GIVEN DATA
★ ★ ★ ★ ★
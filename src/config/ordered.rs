//! Serde adapter that reads a map into a `Vec<(K, V)>`, keeping key order.
//!
//! Used with `#[serde(with = "ordered")]`. Duplicate keys are kept so
//! validation can report them.

use serde::de::{MapAccess, Visitor};
use serde::{Deserialize, Deserializer, Serialize, Serializer};
use std::fmt;
use std::marker::PhantomData;

pub fn serialize<K, V, Ser>(entries: &[(K, V)], serializer: Ser) -> Result<Ser::Ok, Ser::Error>
where
    K: Serialize,
    V: Serialize,
    Ser: Serializer,
{
    serializer.collect_map(entries.iter().map(|(key, value)| (key, value)))
}

pub fn deserialize<'de, K, V, D>(deserializer: D) -> Result<Vec<(K, V)>, D::Error>
where
    K: Deserialize<'de>,
    V: Deserialize<'de>,
    D: Deserializer<'de>,
{
    deserializer.deserialize_map(OrderedMapVisitor {
        _phantom: PhantomData,
    })
}

struct OrderedMapVisitor<K, V> {
    _phantom: PhantomData<fn() -> (K, V)>,
}

impl<'de, K, V> Visitor<'de> for OrderedMapVisitor<K, V>
where
    K: Deserialize<'de>,
    V: Deserialize<'de>,
{
    type Value = Vec<(K, V)>;

    fn expecting(&self, formatter: &mut fmt::Formatter) -> fmt::Result {
        formatter.write_str("a map")
    }

    fn visit_map<A>(self, mut access: A) -> Result<Self::Value, A::Error>
    where
        A: MapAccess<'de>,
    {
        let mut entries = Vec::with_capacity(access.size_hint().unwrap_or(0));
        while let Some(entry) = access.next_entry()? {
            entries.push(entry);
        }
        Ok(entries)
    }
}
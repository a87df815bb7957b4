//! Builder API for ergonomic state machine construction.
//!
//! This module provides a fluent builder and macros for creating state
//! machines with minimal boilerplate. The builder produces the same
//! `MachineConfig` a JSON document would, so both paths share validation.

pub mod machine;
pub mod macros;

pub use machine::StateMachineBuilder;

use crate::config::ConfigError;
use crate::core::{Event, State};
use crate::engine::StateMachine;

/// Build a machine from `(from, event, to)` triples.
///
/// States are declared in the order they first appear as a source; a
/// state that only ever appears as a target is declared after all sources.
///
/// # Example
///
/// ```
/// use retrace::builder::from_transitions;
/// use retrace::StateMachine;
///
/// let edges = [("off", "flip", "on"), ("on", "flip", "off")]
///     .map(|(f, e, t)| (f.to_string(), e.to_string(), t.to_string()));
///
/// let machine: StateMachine<String, String> = from_transitions("off", edges).unwrap();
///
/// assert_eq!(machine.state(), "off");
/// ```
pub fn from_transitions<S, E, I>(
    initial: impl Into<S>,
    transitions: I,
) -> Result<StateMachine<S, E>, ConfigError>
where
    S: State,
    E: Event,
    I: IntoIterator<Item = (S, E, S)>,
{
    let mut targets = Vec::new();
    let mut builder = StateMachineBuilder::<S, E>::new().initial(initial);

    for (from, event, to) in transitions {
        targets.push(to.clone());
        builder = builder.transition(from, event, to);
    }

    for target in targets {
        if !builder.declares(&target) {
            builder = builder.state(target, Default::default());
        }
    }

    builder.build()
}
★ ★ ★ ★ ★
WHAT YOU HAVE TO DO
Please give again only the lines from the start of the material through the line holding "produces the same", exactly as they are written.

ANSWER BOX
filename src/config/ordered.rs
//! Serde adapter that reads a map into a `Vec<(K, V)>`, keeping key order.
//!
//! Used with `#[serde(with = "ordered")]`. Duplicate keys are kept so
//! validation can report them.

use serde::de::{MapAccess, Visitor};
use serde::{Deserialize, Deserializer, Serialize, Serializer};
use std::fmt;
use std::marker::PhantomData;

pub fn serialize<K, V, Ser>(entries: &[(K, V)], serializer: Ser) -> Result<Ser::Ok, Ser::Error>
where
    K: Serialize,
    V: Serialize,
    Ser: Serializer,
{
    serializer.collect_map(entries.iter().map(|(key, value)| (key, value)))
}

pub fn deserialize<'de, K, V, D>(deserializer: D) -> Result<Vec<(K, V)>, D::Error>
where
    K: Deserialize<'de>,
    V: Deserialize<'de>,
    D: Deserializer<'de>,
{
    deserializer.deserialize_map(OrderedMapVisitor {
        _phantom: PhantomData,
    })
}

struct OrderedMapVisitor<K, V> {
    _phantom: PhantomData<fn() -> (K, V)>,
}

impl<'de, K, V> Visitor<'de> for OrderedMapVisitor<K, V>
where
    K: Deserialize<'de>,
    V: Deserialize<'de>,
{
    type Value = Vec<(K, V)>;

    fn expecting(&self, formatter: &mut fmt::Formatter) -> fmt::Result {
        formatter.write_str("a map")
    }

    fn visit_map<A>(self, mut access: A) -> Result<Self::Value, A::Error>
    where
        A: MapAccess<'de>,
    {
        let mut entries = Vec::with_capacity(access.size_hint().unwrap_or(0));
        while let Some(entry) = access.next_entry()? {
            entries.push(entry);
        }
        Ok(entries)
    }
}
repository a87df815bb7957b4
//! Builder API for ergonomic state machine construction.
//!
//! This module provides a fluent builder and macros for creating state
//! machines with minimal boilerplate. The builder produces the same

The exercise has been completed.